Pressure Mounts on Harvard

Critics are stepping up their efforts to pressure Harvard Divinity School into returning a $2.5 million donation from the president of the United Arab Emirates.

The Jewish chaplain and director of Hillel at Columbia University and Barnard College, Rabbi Charles Sheer, recently sent out an email encouraging people to sign an online petition that demands the return of the money.

Harvard accepted the gift three years ago from the UAE president, Sheikh Zayed Bin Sultan Al Nahayyan, in order to establish a professorship in Islamic Studies bearing his name that would promote deeper understanding between Muslim and non-Muslim peoples. However, critics began to decry the gift after Rachel Fish, a Harvard theology student, reported that the UAE president has connections to an eponymous Arab think tank with alleged antisemitic and anti-American ties.

The think tank “routinely promotes and publishes Holocaust denial literature and Jewish blood libels, as well as publications claiming that the U.S. military was behind the September 11th attacks,” Sheer wrote in his email. “The center is described on its website as the ‘fulfillment of the vision of Sheikh Zayed.’”

Fish and other students met March 19 with divinity school dean William Graham to discuss their concerns. Graham, who signed a divestment petition from Israel last year and then later removed his name, is currently investigating the link between the UAE president and the center, whose activities he has condemned. No time frame has been set as to when the administration will make its decision.

No Move by Pakistan

Pakistan’s president, Pervez Musharraf, apparently decided not to use his visit to Washington this week to recognize the State of Israel.

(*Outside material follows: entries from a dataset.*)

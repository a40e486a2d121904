use async_trait::async_trait;
use geotrack_core::error::{GeotrackError, Result};
use geotrack_core::ports::PositionSource;
use std::time::Duration;
use tokio::net::TcpStream;

use super::stream::read_window;

/// Bound on a single connection attempt
pub const CONNECT_TIMEOUT: Duration = Duration::from_secs(5);

/// Reads raw NMEA from a TCP endpoint (ser2net, gpsd raw mode)
///
/// A dropped connection is reported once as a source failure and
/// re-established on the next read.
pub struct TcpSource {
    address: String,
    window: Duration,
    stream: Option<TcpStream>,
}

impl TcpSource {
    /// Connect to `address`; the first connection must succeed
    pub async fn connect(address: String, window: Duration) -> Result<Self> {
        let stream = dial(&address).await?;
        Ok(Self { address, window, stream: Some(stream) })
    }

    pub fn is_connected(&self) -> bool {
        self.stream.is_some()
    }
}

async fn dial(address: &str) -> Result<TcpStream> {
    tokio::time::timeout(CONNECT_TIMEOUT, TcpStream::connect(address))
        .await
        .map_err(|_| GeotrackError::SourceTimeout(CONNECT_TIMEOUT))?
        .map_err(|e| GeotrackError::Source(format!("Failed to connect to {}: {}", address, e)))
}

#[async_trait]
impl PositionSource for TcpSource {
    async fn read(&mut self) -> Result<Vec<u8>> {
        if self.stream.is_none() {
            let stream = dial(&self.address).await?;
            tracing::info!(address = %self.address, "Reconnected to positioning source");
            self.stream = Some(stream);
        }

        let Some(stream) = self.stream.as_mut() else {
            return Err(GeotrackError::Source(format!("Not connected to {}", self.address)));
        };

        match read_window(stream, self.window).await {
            Ok(outcome) if outcome.eof => {
                self.stream = None;
                if outcome.bytes.is_empty() {
                    return Err(GeotrackError::Source(format!(
                        "Connection to {} closed",
                        self.address
                    )));
                }
                Ok(outcome.bytes)
            }
            Ok(outcome) => Ok(outcome.bytes),
            Err(e) => {
                self.stream = None;
                Err(GeotrackError::Source(format!("Read from {} failed: {}", self.address, e)))
            }
        }
    }

    fn describe(&self) -> String {
        format!("tcp://{}", self.address)
    }
}
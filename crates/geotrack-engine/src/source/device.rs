use async_trait::async_trait;
use geotrack_core::error::{GeotrackError, Result};
use geotrack_core::ports::PositionSource;
use std::path::PathBuf;
use std::time::Duration;
use tokio::fs::File;

use super::stream::read_window;

/// Reads a receiver attached as a device node
///
/// The node must already be configured for the receiver's line speed (for
/// example with `stty`). Any readable path works, which makes plain files
/// usable for testing.
pub struct DeviceSource {
    path: PathBuf,
    baud_rate: u32,
    window: Duration,
    file: File,
}

impl DeviceSource {
    pub async fn open(path: PathBuf, baud_rate: u32, window: Duration) -> Result<Self> {
        let file = File::open(&path).await.map_err(|e| {
            GeotrackError::Source(format!("Failed to open {}: {}", path.display(), e))
        })?;

        Ok(Self { path, baud_rate, window, file })
    }
}

#[async_trait]
impl PositionSource for DeviceSource {
    async fn read(&mut self) -> Result<Vec<u8>> {
        let outcome = read_window(&mut self.file, self.window).await.map_err(|e| {
            GeotrackError::Source(format!("Read from {} failed: {}", self.path.display(), e))
        })?;
        Ok(outcome.bytes)
    }

    fn describe(&self) -> String {
        format!("{} @ {} baud", self.path.display(), self.baud_rate)
    }
}
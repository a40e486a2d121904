//! Forwarding fixes to a collection server

use async_trait::async_trait;
use chrono::{DateTime, Utc};
use geotrack_core::config::UploadConfig;
use geotrack_core::error::{GeotrackError, Result};
use geotrack_core::models::Fix;
use geotrack_core::ports::FixUploader;
use serde::Serialize;
use std::sync::Arc;
use std::time::Duration;

/// POSTs each fix as JSON to a collection endpoint
pub struct HttpUploader {
    url: String,
    subject_id: String,
    client: reqwest::Client,
}

impl HttpUploader {
    pub fn new(url: impl Into<String>, subject_id: impl Into<String>, timeout: Duration) -> Result<Self> {
        let client = reqwest::Client::builder().timeout(timeout).build().map_err(|e| {
            GeotrackError::ConfigInvalid {
                key: "upload.server_url".to_string(),
                reason: format!("Failed to build HTTP client: {}", e),
            }
        })?;

        Ok(Self { url: url.into(), subject_id: subject_id.into(), client })
    }
}

#[async_trait]
impl FixUploader for HttpUploader {
    async fn upload(&self, fix: &Fix) -> Result<()> {
        let payload = UploadPayload {
            subject_id: &self.subject_id,
            latitude: fix.latitude,
            longitude: fix.longitude,
            altitude: fix.altitude,
            timestamp: fix.captured_at,
            speed: fix.speed,
        };

        let response = self.client.post(&self.url).json(&payload).send().await.map_err(|e| {
            GeotrackError::Upload { url: self.url.clone(), reason: e.to_string() }
        })?;

        let status = response.status();
        if !status.is_success() {
            return Err(GeotrackError::Upload {
                url: self.url.clone(),
                reason: format!("server answered {}", status),
            });
        }
        Ok(())
    }

    fn describe(&self) -> String {
        self.url.clone()
    }
}

#[derive(Debug, Serialize)]
struct UploadPayload<'a> {
    subject_id: &'a str,
    latitude: f64,
    longitude: f64,
    altitude: Option<f64>,
    timestamp: DateTime<Utc>,
    speed: Option<f64>,
}

/// Build the uploader, or `None` when no server is configured
pub fn build_uploader(config: &UploadConfig, subject_id: &str) -> Result<Option<Arc<dyn FixUploader>>> {
    match &config.server_url {
        Some(url) => Ok(Some(Arc::new(HttpUploader::new(url.clone(), subject_id, config.timeout())?))),
        None => Ok(None),
    }
}

#[cfg(test)]
mod tests {
    use super::*;
    use crate::testing::one_shot_server;

    fn sample_fix() -> Fix {
        Fix::new(40.7128, -74.006, Utc::now()).unwrap().with_altitude(12.5).with_speed(1.5)
    }

    #[tokio::test]
    async fn test_posts_fix_as_json() {
        let (url, server) = one_shot_server("/api/location", "HTTP/1.1 200 OK").await;
        let uploader = HttpUploader::new(url, "PATIENT001", Duration::from_secs(5)).unwrap();

        uploader.upload(&sample_fix()).await.unwrap();

        let request = server.await.unwrap();
        assert!(request.starts_with("POST /api/location"));
        assert!(request.contains(r#""subject_id":"PATIENT001""#));
        assert!(request.contains(r#""latitude":40.7128"#));
        assert!(request.contains(r#""altitude":12.5"#));
        assert!(request.contains(r#""timestamp":""#));
    }

    #[tokio::test]
    async fn test_server_error_is_upload_failure() {
        let (url, server) = one_shot_server("/api/location", "HTTP/1.1 500 Internal Server Error").await;
        let uploader = HttpUploader::new(url, "PATIENT001", Duration::from_secs(5)).unwrap();

        let err = uploader.upload(&sample_fix()).await.unwrap_err();
        assert!(matches!(err, GeotrackError::Upload { .. }));
        assert!(err.is_transient());
        server.await.unwrap();
    }

    #[test]
    fn test_upload_disabled_without_server() {
        assert!(build_uploader(&UploadConfig::default(), "PATIENT001").unwrap().is_none());

        let config = UploadConfig {
            server_url: Some("http://127.0.0.1:9/api/location".into()),
            ..UploadConfig::default()
        };
        let uploader = build_uploader(&config, "PATIENT001").unwrap().unwrap();
        assert_eq!(uploader.describe(), "http://127.0.0.1:9/api/location");
    }
}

Last week, in a television interview, Musharraf indicated that he is considering such a move. He said that if the Middle East peace process moved ahead, then Pakistan would have to decide whether it needed to review its policy vis-à-vis Israel. Then, in a newspaper interview, Musharraf said that the issue of Israel must “be taken up seriously and not on emotional grounds.” He added, however, that an internal Pakistani debate, as well as consultations with his country’s Muslim and Arab allies, should precede such a step.

Some observers speculated that Musharraf might use his meeting with President Bush at Camp David to make an announcement on the topic. But Pakistan’s ambassador to Washington, Ashraf Jehangir Qazi, was quick to throw cold water on these rumors. Musharraf did not use the presidential podium at Camp David to make such a declaration.

Memorial Draws Suit

A Holocaust survivor is suing the American Jewish Committee over a memorial the group is erecting at a Nazi death camp. On Monday, Norman Salsitz of Springfield, N.J., filed a suit in U.S. District Court in Washington seeking an injunction blocking AJCommittee from digging a trench through the Belzec death camp in Poland because it allegedly will disturb human remains buried there. Salsitz lost 23 family members in Belzec, where an estimated 600,000 Jews died.

“What is a monument? A remembrance of a terrible thing. You don’t remember by stepping in the blood and the bones and the ashes,” he said.

The AJCommittee denies that any desecration is taking place and says the memorial has won the approval of Israel’s former chief Ashkenazi rabbi, Yisrael Meir Lau; leading European rabbis on a Jewish cemetery preservation panel, and other survivors of the camp.

Study Blasts Romania

The wartime Romanian government actively cooperated with the Nazis, according to a new three-volume study. The release of the report comes soon after the Romanian government denied that mass killings of Jews occurred on its territory during World War II. The government later retracted that claim. Some 420,000 Romanian Jews died during the war, according to the study by Tel Aviv University researcher Jean Ancel. “The Romanians and the Germans had the exact same goals, with the only difference being that the Germans were systematic and orderly, and the Romanians wild,” he wrote.

Court: N.J. Eruv Okay

The Supreme Court declined to hear an appeal to a ruling that allows an eruv, or Sabbath boundary, to be built in a New Jersey city. The court let stand a lower court ruling that the city of Tenafly’s denial of the eruv’s construction was motivated by a desire to prevent Orthodox Jews from moving into the city. The Orthodox Union praised the court’s move.